● Exercise input:
[Start of Attachment]

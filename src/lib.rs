//! dockbench - tiled editor workspace shell
//!
//! Module structure:
//! - core: framework abstractions (SlotId, ProviderRegistry, EditingSurface, DocumentView)
//! - kernel: headless project state (Store, Action, Effect, Undoable)
//! - models: concrete data models (TextSurface)
//! - services: capability adapters (DocumentStore)
//! - sync: content synchronization engine binding a surface to a document key
//! - views: document view implementations (ScriptView, PlaceholderView)
//! - app: workbench tab host and layout description

pub mod app;
pub mod core;
pub mod kernel;
pub mod logging;
pub mod models;
pub mod services;
pub mod sync;
pub mod views;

[End of Attachment]

Lines of the listing above that contain the word "models" must all be copied.

● Solved problem:
//! - models: concrete data models (TextSurface)
pub mod models;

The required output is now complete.